▶ **Directions**:
Up to and including the line that contains "use crate::common::daemon_config;", reproduce every line exactly, beginning with the first line below.

Stored data entries:
Segment Open

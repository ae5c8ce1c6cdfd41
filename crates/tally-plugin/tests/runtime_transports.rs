// crates/tally-plugin/tests/runtime_transports.rs
// ============================================================================
// Module: Runtime Transport Tests
// Description: End-to-end plugin calls over the native and JSON-RPC transports.
// Purpose: Exercise handshake, authentication, policy application, panic
//          isolation, size limits, and the daemon lifecycle on real sockets.
// ============================================================================

//! ## Overview
//! Each test starts a demo plugin runtime on loopback, connects through the
//! handshake it writes, and drives it the way a control process would.

#![allow(
    clippy::panic,
    clippy::print_stdout,
    clippy::print_stderr,
    clippy::unwrap_used,
    clippy::expect_used,
    clippy::use_debug,
    clippy::dbg_macro,
    clippy::panic_in_result_fn,
    clippy::unwrap_in_result,
    reason = "Test-only output and panic-based assertions are permitted."
)]

mod common;

use std::time::Duration;

use tally_config::RpcTransport;
use tally_plugin::ClientError;
use tally_plugin::MetricData;
use tally_plugin::PluginClient;
use tally_plugin::PluginExitCode;
use tally_plugin::PluginMetricType;
use tally_plugin::PluginType;
use tally_plugin::RpcError;
use tally_plugin::RpcMethod;
use tally_plugin::RpcRequest;
use tally_plugin::native::decode_response;
use tally_plugin::native::encode_request;
use tally_plugin::native::read_frame;
use tally_plugin::native::write_frame;
use tally_policy::ConfigMap;
use tally_policy::ConfigValue;
use tokio::io::AsyncWriteExt;
use tokio::net::TcpStream;

use crate::common::COLLECTED_AT_MS;
use crate::common::daemon_config;
use crate::common::start_collector;
use crate::common::start_processor;

/// Upper bound on how long a runtime may take to exit after a kill.
const EXIT_WAIT: Duration = Duration::from_secs(5);

/// Collects both demo metrics through the fetched policy tree.
async fn collect_through_policy(client: &PluginClient) -> Vec<PluginMetricType> {
    let tree = client.get_config_policy_tree().await.unwrap();
    let metrics = client.get_metric_types().await.unwrap();
    assert_eq!(metrics.len(), 2);
    client.collect_metrics_with_policy(&tree, metrics).await.unwrap()
}

/// Asserts the collected values match the `interval` tree defaults.
fn assert_interval_defaults(collected: &[PluginMetricType]) {
    assert_eq!(collected.len(), 2);
    assert_eq!(collected[0].namespace_key(), "intel/cpu/load");
    assert_eq!(collected[0].data, Some(MetricData::Int(5)));
    assert_eq!(collected[0].source.as_deref(), Some("demo-host"));
    assert_eq!(collected[0].timestamp_ms, Some(COLLECTED_AT_MS));
    assert_eq!(collected[1].namespace_key(), "intel/mem/free");
    assert_eq!(collected[1].data, Some(MetricData::Int(1)));
    let config = collected[1].config.as_ref().unwrap();
    assert_eq!(config.get("interval"), Some(&ConfigValue::Int(1)));
}

// ============================================================================
// SECTION: Collector End-to-End
// ============================================================================

#[tokio::test]
async fn native_collector_serves_policy_and_metrics() {
    let harness = start_collector(daemon_config(RpcTransport::Native)).await;
    assert_eq!(harness.handshake.rpc_transport, RpcTransport::Native);
    assert_eq!(harness.client.plugin_type(), PluginType::Collector);
    assert_interval_defaults(&collect_through_policy(&harness.client).await);

    harness.client.kill("test complete").await.unwrap();
    let code = tokio::time::timeout(EXIT_WAIT, harness.runtime).await.unwrap().unwrap();
    assert_eq!(code.unwrap(), PluginExitCode::Clean);
    assert_eq!(harness.logs.events_named("listening").len(), 1);
}

#[tokio::test]
async fn json_collector_serves_policy_and_metrics() {
    let harness = start_collector(daemon_config(RpcTransport::Json)).await;
    assert_eq!(harness.handshake.rpc_transport, RpcTransport::Json);
    assert_interval_defaults(&collect_through_policy(&harness.client).await);

    harness.client.kill("test complete").await.unwrap();
    let code = tokio::time::timeout(EXIT_WAIT, harness.runtime).await.unwrap().unwrap();
    assert_eq!(code.unwrap(), PluginExitCode::Clean);
}

#[tokio::test]
async fn out_of_range_config_is_rejected_before_collection() {
    let harness = start_collector(daemon_config(RpcTransport::Native)).await;
    let tree = harness.client.get_config_policy_tree().await.unwrap();
    let mut config = ConfigMap::new();
    config.insert("interval".to_string(), ConfigValue::Int(120));
    let metric = PluginMetricType::new(["intel", "cpu", "load"], 1).with_config(config);
    let err = harness.client.collect_metrics_with_policy(&tree, vec![metric]).await.unwrap_err();
    assert!(
        matches!(&err, ClientError::Policy { namespace, .. } if namespace == "intel/cpu/load"),
        "{err:?}"
    );
    assert!(harness.logs.events_named("rpc_call").iter().all(|event| {
        event.method.as_deref() != Some(RpcMethod::CollectMetrics.as_str())
    }));
}

// ============================================================================
// SECTION: Processor End-to-End
// ============================================================================

#[tokio::test]
async fn processor_applies_node_defaults_on_both_transports() {
    for transport in [RpcTransport::Native, RpcTransport::Json] {
        let harness = start_processor(daemon_config(transport)).await;
        assert_eq!(harness.client.plugin_type(), PluginType::Processor);
        let node = harness.client.get_config_policy_node().await.unwrap();
        let (content_type, content) = harness
            .client
            .process_with_policy(&node, "text/plain", b"load=0.5".to_vec(), ConfigMap::new())
            .await
            .unwrap();
        assert_eq!(content_type, "text/plain");
        assert_eq!(content, b"LOAD=0.5!");

        let err = harness
            .client
            .process("text/plain", b"raw".to_vec(), ConfigMap::new())
            .await
            .unwrap_err();
        assert!(
            matches!(&err, ClientError::Rpc(RpcError::Call(message))
                if message == "Process call error: invalid config: suffix missing"),
            "{err:?}"
        );
        harness.client.kill("done").await.unwrap();
    }
}

#[tokio::test]
async fn collector_methods_are_not_served_by_a_processor() {
    let harness = start_processor(daemon_config(RpcTransport::Json)).await;
    let err = harness.client.get_metric_types().await.unwrap_err();
    assert!(matches!(err, ClientError::Rpc(RpcError::MethodNotFound(_))), "{err:?}");
}

// ============================================================================
// SECTION: Failure Isolation
// ============================================================================

#[tokio::test]
async fn plugin_panic_becomes_an_error_and_serving_continues() {
    for transport in [RpcTransport::Native, RpcTransport::Json] {
        let harness = start_collector(daemon_config(transport)).await;
        let err = harness
            .client
            .collect_metrics(vec![PluginMetricType::new(["intel", "panic"], 1)])
            .await
            .unwrap_err();
        assert!(matches!(err, ClientError::Rpc(RpcError::Panic(_))), "{err:?}");
        assert_eq!(harness.logs.events_named("plugin_panic").len(), 1);

        harness.client.ping().await.unwrap();
        let collected = harness
            .client
            .collect_metrics(vec![PluginMetricType::new(["intel", "cpu", "load"], 1)])
            .await
            .unwrap();
        assert_eq!(collected.len(), 1);
        assert!(!harness.runtime.is_finished());
        harness.client.kill("done").await.unwrap();
    }
}

#[tokio::test]
async fn plugin_error_names_the_failed_operation() {
    let harness = start_collector(daemon_config(RpcTransport::Native)).await;
    let err = harness
        .client
        .collect_metrics(vec![PluginMetricType::new(["intel", "fail"], 1)])
        .await
        .unwrap_err();
    assert_eq!(err.to_string(), "CollectMetrics call error: sensor offline");
}

// ============================================================================
// SECTION: Authentication
// ============================================================================

#[tokio::test]
async fn native_connection_must_authenticate_first() {
    let harness = start_collector(daemon_config(RpcTransport::Native)).await;
    let address = harness.handshake.listen_address.unwrap();
    let mut stream = TcpStream::connect(address).await.unwrap();
    let payload = encode_request(1, &RpcRequest::GetMetricTypes);
    write_frame(&mut stream, &payload, 1024).await.unwrap();
    let response = read_frame(&mut stream, 1024).await.unwrap().unwrap();
    let (id, outcome) = decode_response(RpcMethod::GetMetricTypes, response).unwrap();
    assert_eq!(id, 1);
    assert!(matches!(outcome, Err(RpcError::Unauthenticated(_))));
    assert!(read_frame(&mut stream, 1024).await.unwrap().is_none());
}

#[tokio::test]
async fn wrong_token_is_rejected_on_both_transports() {
    for transport in [RpcTransport::Native, RpcTransport::Json] {
        let harness = start_collector(daemon_config(transport)).await;
        let mut forged = harness.handshake.clone();
        forged.token = "not-the-session-token".to_string();
        let outcome = match PluginClient::connect(&forged).await {
            Ok(client) => client.ping().await,
            Err(err) => Err(err),
        };
        assert!(
            matches!(outcome, Err(ClientError::Rpc(RpcError::Unauthenticated(_)))),
            "{outcome:?}"
        );
        assert!(!harness.logs.events_named("auth_rejected").is_empty());
    }
}

#[tokio::test]
async fn json_rejects_missing_bearer_with_401() {
    let harness = start_collector(daemon_config(RpcTransport::Json)).await;
    let address = harness.handshake.listen_address.unwrap();
    let response = reqwest::Client::new()
        .post(format!("http://{address}/rpc"))
        .header("content-type", "application/json")
        .body(r#"{"jsonrpc":"2.0","id":1,"method":"SessionState.Ping"}"#)
        .send()
        .await
        .unwrap();
    assert_eq!(response.status().as_u16(), 401);
    let body: serde_json::Value = serde_json::from_slice(&response.bytes().await.unwrap()).unwrap();
    assert_eq!(body["error"]["code"], -32001);
}

// ============================================================================
// SECTION: Size Limits
// ============================================================================

#[tokio::test]
async fn json_body_over_limit_is_rejected_with_413() {
    let mut config = daemon_config(RpcTransport::Json);
    config.limits.max_body_bytes = 1024;
    let harness = start_collector(config).await;
    let address = harness.handshake.listen_address.unwrap();
    let response = reqwest::Client::new()
        .post(format!("http://{address}/rpc"))
        .header("content-type", "application/json")
        .header("authorization", format!("Bearer {}", harness.handshake.token))
        .body(vec![b' '; 2048])
        .send()
        .await
        .unwrap();
    assert_eq!(response.status().as_u16(), 413);
}

#[tokio::test]
async fn native_frame_over_limit_closes_the_connection() {
    let mut config = daemon_config(RpcTransport::Native);
    config.limits.max_frame_bytes = 1024;
    let harness = start_collector(config).await;
    let address = harness.handshake.listen_address.unwrap();
    let mut stream = TcpStream::connect(address).await.unwrap();
    stream.write_u32(4096).await.unwrap();
    stream.flush().await.unwrap();
    let closed = read_frame(&mut stream, 1024).await;
    assert!(matches!(closed, Ok(None) | Err(_)), "{closed:?}");
    assert!(harness.client.ping().await.is_ok());
}

// ============================================================================
// SECTION: Lifecycle
// ============================================================================

#[tokio::test]
async fn silent_control_process_triggers_heartbeat_timeout() {
    let mut config = daemon_config(RpcTransport::Native);
    config.heartbeat.tick_ms = 20;
    config.heartbeat.deadline_ticks = 10;
    let harness = start_collector(config).await;
    let code = tokio::time::timeout(EXIT_WAIT, harness.runtime).await.unwrap().unwrap();
    assert_eq!(code.unwrap(), PluginExitCode::HeartbeatTimeout);
    assert_eq!(harness.logs.events_named("heartbeat_timeout").len(), 1);
}

#[tokio::test]
async fn one_shot_runtime_returns_while_serving_continues() {
    let mut config = daemon_config(RpcTransport::Json);
    config.runtime.daemon = false;
    let harness = start_collector(config).await;
    let code = tokio::time::timeout(EXIT_WAIT, harness.runtime).await.unwrap().unwrap();
    assert_eq!(code.unwrap(), PluginExitCode::Clean);
    assert_eq!(harness.client.get_metric_types().await.unwrap().len(), 2);
}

Segment Closed

▶ **Exercise solution**:
repository ae5c8ce1c6cdfd41
filename crates/tally-plugin/tests/runtime_transports.rs
// crates/tally-plugin/tests/runtime_transports.rs
// ============================================================================
// Module: Runtime Transport Tests
// Description: End-to-end plugin calls over the native and JSON-RPC transports.
// Purpose: Exercise handshake, authentication, policy application, panic
//          isolation, size limits, and the daemon lifecycle on real sockets.
// ============================================================================

//! ## Overview
//! Each test starts a demo plugin runtime on loopback, connects through the
//! handshake it writes, and drives it the way a control process would.

#![allow(
    clippy::panic,
    clippy::print_stdout,
    clippy::print_stderr,
    clippy::unwrap_used,
    clippy::expect_used,
    clippy::use_debug,
    clippy::dbg_macro,
    clippy::panic_in_result_fn,
    clippy::unwrap_in_result,
    reason = "Test-only output and panic-based assertions are permitted."
)]

mod common;

use std::time::Duration;

use tally_config::RpcTransport;
use tally_plugin::ClientError;
use tally_plugin::MetricData;
use tally_plugin::PluginClient;
use tally_plugin::PluginExitCode;
use tally_plugin::PluginMetricType;
use tally_plugin::PluginType;
use tally_plugin::RpcError;
use tally_plugin::RpcMethod;
use tally_plugin::RpcRequest;
use tally_plugin::native::decode_response;
use tally_plugin::native::encode_request;
use tally_plugin::native::read_frame;
use tally_plugin::native::write_frame;
use tally_policy::ConfigMap;
use tally_policy::ConfigValue;
use tokio::io::AsyncWriteExt;
use tokio::net::TcpStream;

use crate::common::COLLECTED_AT_MS;
use crate::common::daemon_config;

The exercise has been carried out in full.